Quote exactly, and only, the lines of the material below from the line with "let selection = use_signal(TechSelection::new);" through the line with "udało się zapisać".
(SUPPLIED MATERIAL begins)
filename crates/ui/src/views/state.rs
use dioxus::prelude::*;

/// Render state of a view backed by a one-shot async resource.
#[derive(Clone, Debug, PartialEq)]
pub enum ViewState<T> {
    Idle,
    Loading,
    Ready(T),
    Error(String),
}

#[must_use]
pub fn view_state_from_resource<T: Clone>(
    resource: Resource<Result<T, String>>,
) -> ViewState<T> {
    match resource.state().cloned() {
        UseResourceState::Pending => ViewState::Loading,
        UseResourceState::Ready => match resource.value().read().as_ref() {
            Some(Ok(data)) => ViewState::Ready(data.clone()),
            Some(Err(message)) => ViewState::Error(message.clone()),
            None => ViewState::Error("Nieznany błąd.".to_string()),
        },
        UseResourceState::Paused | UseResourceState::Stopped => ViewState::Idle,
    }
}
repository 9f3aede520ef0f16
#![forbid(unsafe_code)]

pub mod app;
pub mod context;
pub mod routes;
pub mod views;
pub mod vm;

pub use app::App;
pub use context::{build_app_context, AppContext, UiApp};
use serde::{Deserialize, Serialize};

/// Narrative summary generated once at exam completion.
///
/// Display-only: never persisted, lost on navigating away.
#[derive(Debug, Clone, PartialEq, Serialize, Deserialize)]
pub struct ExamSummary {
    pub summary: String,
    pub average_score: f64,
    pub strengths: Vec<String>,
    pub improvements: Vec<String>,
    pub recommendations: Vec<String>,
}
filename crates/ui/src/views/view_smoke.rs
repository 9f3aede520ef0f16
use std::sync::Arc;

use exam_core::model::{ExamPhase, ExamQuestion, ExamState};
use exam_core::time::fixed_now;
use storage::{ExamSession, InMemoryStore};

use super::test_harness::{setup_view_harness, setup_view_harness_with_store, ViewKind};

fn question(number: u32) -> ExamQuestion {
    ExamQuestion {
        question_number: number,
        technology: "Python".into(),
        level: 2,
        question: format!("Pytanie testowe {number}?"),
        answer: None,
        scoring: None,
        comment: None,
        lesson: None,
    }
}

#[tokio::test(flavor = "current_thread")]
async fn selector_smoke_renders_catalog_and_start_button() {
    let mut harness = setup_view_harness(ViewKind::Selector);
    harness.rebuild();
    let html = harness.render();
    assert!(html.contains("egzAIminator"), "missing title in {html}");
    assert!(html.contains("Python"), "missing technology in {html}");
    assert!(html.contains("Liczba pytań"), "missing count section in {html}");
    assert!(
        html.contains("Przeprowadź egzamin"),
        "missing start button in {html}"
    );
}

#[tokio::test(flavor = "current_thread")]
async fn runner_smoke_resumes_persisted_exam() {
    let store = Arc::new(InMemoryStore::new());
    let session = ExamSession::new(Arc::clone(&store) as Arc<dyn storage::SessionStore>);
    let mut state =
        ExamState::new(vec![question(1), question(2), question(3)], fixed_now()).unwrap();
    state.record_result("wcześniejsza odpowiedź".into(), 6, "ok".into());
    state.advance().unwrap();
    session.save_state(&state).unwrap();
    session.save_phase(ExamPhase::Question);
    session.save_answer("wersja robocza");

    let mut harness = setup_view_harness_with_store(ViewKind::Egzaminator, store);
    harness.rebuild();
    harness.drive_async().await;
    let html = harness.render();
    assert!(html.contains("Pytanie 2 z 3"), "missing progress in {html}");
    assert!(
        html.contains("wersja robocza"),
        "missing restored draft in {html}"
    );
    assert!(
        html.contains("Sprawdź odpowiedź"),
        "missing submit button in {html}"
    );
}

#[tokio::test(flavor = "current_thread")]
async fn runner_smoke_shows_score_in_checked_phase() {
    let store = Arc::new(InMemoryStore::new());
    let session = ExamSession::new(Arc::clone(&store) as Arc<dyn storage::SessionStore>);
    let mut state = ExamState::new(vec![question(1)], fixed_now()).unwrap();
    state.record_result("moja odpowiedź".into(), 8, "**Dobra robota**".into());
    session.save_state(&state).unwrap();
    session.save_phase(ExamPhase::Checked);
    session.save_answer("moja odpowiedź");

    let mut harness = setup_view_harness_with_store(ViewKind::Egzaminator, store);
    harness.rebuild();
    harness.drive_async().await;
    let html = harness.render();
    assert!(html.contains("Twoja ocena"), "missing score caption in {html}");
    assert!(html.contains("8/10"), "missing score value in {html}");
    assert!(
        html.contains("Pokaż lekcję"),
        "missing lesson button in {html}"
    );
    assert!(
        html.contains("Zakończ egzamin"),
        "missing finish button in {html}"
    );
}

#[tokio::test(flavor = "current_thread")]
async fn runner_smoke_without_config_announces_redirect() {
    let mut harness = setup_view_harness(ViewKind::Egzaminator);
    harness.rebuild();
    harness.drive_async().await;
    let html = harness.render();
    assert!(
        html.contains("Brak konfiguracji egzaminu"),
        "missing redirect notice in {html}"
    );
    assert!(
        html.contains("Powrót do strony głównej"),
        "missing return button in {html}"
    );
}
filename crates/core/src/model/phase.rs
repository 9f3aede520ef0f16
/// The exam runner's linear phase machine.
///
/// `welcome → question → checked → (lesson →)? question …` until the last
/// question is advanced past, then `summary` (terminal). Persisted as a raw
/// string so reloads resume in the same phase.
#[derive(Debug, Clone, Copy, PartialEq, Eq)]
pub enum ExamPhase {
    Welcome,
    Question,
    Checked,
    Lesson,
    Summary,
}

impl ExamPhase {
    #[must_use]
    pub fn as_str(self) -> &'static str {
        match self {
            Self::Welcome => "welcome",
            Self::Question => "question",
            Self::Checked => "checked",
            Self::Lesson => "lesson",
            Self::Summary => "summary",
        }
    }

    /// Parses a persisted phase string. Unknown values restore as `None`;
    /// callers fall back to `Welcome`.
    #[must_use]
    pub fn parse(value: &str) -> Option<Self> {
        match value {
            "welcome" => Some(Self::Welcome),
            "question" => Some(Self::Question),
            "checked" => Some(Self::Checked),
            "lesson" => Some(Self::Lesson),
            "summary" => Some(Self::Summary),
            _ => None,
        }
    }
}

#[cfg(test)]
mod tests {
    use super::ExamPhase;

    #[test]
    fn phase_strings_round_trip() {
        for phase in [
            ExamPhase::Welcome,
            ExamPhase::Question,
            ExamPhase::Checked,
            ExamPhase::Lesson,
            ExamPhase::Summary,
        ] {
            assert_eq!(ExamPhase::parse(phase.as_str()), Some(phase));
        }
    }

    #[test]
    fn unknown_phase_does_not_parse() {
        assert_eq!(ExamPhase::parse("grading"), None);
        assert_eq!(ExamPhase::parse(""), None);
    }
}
(SUPPLIED MATERIAL ends)
(SUPPLIED MATERIAL begins)
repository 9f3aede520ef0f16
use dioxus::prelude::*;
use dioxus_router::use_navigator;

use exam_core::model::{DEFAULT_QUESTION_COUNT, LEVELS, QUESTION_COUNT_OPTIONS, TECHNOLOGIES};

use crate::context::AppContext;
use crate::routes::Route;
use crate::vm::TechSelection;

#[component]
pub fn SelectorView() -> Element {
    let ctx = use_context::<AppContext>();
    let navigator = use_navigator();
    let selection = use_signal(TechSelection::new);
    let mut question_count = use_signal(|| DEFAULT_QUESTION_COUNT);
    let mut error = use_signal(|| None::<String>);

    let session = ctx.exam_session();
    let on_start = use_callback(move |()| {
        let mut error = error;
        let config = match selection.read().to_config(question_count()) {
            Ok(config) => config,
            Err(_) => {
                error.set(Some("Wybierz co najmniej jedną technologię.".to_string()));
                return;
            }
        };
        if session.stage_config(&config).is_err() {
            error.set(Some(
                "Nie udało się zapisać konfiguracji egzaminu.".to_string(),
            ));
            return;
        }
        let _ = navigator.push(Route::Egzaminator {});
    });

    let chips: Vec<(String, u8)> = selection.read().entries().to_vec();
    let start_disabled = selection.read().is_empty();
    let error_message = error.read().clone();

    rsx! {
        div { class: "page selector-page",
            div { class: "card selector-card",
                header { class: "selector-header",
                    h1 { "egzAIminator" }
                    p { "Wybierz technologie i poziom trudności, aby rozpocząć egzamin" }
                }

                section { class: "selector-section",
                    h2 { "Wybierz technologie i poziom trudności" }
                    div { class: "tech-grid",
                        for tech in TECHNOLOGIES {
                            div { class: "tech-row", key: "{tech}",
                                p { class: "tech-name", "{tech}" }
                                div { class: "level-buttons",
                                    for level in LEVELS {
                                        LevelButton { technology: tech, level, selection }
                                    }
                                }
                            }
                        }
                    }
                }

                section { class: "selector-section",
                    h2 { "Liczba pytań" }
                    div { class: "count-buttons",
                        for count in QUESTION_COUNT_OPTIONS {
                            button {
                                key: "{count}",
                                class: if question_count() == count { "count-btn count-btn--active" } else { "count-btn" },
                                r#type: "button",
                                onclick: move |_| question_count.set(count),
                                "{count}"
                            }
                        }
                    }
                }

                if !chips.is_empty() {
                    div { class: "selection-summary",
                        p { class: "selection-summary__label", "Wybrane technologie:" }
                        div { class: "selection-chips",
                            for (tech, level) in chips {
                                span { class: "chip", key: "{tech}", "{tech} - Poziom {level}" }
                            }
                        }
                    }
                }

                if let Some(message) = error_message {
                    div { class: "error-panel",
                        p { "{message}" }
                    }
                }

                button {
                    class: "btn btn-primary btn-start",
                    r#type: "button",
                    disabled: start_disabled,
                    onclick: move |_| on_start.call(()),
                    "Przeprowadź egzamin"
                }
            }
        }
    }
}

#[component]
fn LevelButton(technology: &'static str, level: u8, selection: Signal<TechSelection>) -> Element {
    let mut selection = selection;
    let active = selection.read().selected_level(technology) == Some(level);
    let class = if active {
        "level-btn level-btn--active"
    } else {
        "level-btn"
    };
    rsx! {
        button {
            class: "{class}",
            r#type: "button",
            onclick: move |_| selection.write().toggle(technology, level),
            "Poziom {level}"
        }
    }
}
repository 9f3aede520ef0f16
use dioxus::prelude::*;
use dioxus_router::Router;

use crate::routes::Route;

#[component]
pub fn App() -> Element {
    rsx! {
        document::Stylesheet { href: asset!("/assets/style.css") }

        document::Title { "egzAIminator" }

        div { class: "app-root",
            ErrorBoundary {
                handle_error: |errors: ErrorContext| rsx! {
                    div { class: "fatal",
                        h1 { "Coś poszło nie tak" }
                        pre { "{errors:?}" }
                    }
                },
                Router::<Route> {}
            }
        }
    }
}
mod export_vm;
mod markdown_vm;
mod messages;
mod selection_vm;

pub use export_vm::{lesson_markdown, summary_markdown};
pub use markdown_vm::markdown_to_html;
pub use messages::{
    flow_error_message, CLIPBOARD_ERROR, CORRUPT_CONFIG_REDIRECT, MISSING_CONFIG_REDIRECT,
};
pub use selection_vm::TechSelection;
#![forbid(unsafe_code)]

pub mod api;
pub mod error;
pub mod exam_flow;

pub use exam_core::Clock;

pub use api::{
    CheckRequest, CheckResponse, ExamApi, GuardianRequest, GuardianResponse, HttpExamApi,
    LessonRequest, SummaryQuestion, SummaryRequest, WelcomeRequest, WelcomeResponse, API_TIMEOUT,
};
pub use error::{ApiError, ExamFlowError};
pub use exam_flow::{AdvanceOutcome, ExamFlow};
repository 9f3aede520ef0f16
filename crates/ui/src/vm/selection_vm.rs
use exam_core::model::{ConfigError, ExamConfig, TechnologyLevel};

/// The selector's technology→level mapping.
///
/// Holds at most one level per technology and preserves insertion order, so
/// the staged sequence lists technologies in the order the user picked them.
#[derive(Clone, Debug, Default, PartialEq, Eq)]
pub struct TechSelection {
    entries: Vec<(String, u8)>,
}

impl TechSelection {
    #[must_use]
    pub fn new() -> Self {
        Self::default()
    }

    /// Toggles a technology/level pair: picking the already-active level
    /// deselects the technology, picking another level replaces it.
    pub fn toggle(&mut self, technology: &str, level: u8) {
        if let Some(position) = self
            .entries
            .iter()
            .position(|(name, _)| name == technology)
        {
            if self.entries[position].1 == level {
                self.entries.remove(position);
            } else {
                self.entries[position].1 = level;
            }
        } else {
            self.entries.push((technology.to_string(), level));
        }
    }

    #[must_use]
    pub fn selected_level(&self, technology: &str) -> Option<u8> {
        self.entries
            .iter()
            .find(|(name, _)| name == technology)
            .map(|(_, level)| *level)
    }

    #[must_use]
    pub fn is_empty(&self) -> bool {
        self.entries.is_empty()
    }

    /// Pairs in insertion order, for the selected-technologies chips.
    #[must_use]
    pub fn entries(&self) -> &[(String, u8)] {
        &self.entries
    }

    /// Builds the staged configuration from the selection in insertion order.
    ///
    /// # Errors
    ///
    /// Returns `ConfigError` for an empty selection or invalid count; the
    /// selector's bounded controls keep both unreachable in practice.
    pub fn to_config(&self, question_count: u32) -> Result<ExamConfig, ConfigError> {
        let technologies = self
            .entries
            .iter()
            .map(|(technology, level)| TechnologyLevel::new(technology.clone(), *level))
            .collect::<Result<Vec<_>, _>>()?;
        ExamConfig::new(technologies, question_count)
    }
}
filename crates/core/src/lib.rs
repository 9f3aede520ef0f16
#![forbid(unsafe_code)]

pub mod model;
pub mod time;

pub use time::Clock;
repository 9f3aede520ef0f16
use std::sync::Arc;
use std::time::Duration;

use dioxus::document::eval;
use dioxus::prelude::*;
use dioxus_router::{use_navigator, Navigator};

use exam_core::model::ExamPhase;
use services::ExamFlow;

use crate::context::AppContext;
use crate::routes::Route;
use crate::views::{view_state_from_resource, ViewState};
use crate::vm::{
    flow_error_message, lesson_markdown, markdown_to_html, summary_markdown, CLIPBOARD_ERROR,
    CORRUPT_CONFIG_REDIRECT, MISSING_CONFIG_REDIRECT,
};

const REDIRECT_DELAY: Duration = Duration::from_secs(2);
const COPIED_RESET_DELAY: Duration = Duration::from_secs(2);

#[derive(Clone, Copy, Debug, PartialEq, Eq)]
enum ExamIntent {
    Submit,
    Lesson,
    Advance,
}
(SUPPLIED MATERIAL ends)
▶ **EXERCISE ANSWER**
    let selection = use_signal(TechSelection::new);
    let mut question_count = use_signal(|| DEFAULT_QUESTION_COUNT);
    let mut error = use_signal(|| None::<String>);

    let session = ctx.exam_session();
    let on_start = use_callback(move |()| {
        let mut error = error;
        let config = match selection.read().to_config(question_count()) {
            Ok(config) => config,
            Err(_) => {
                error.set(Some("Wybierz co najmniej jedną technologię.".to_string()));
                return;
            }
        };
        if session.stage_config(&config).is_err() {
            error.set(Some(
                "Nie udało się zapisać konfiguracji egzaminu.".to_string(),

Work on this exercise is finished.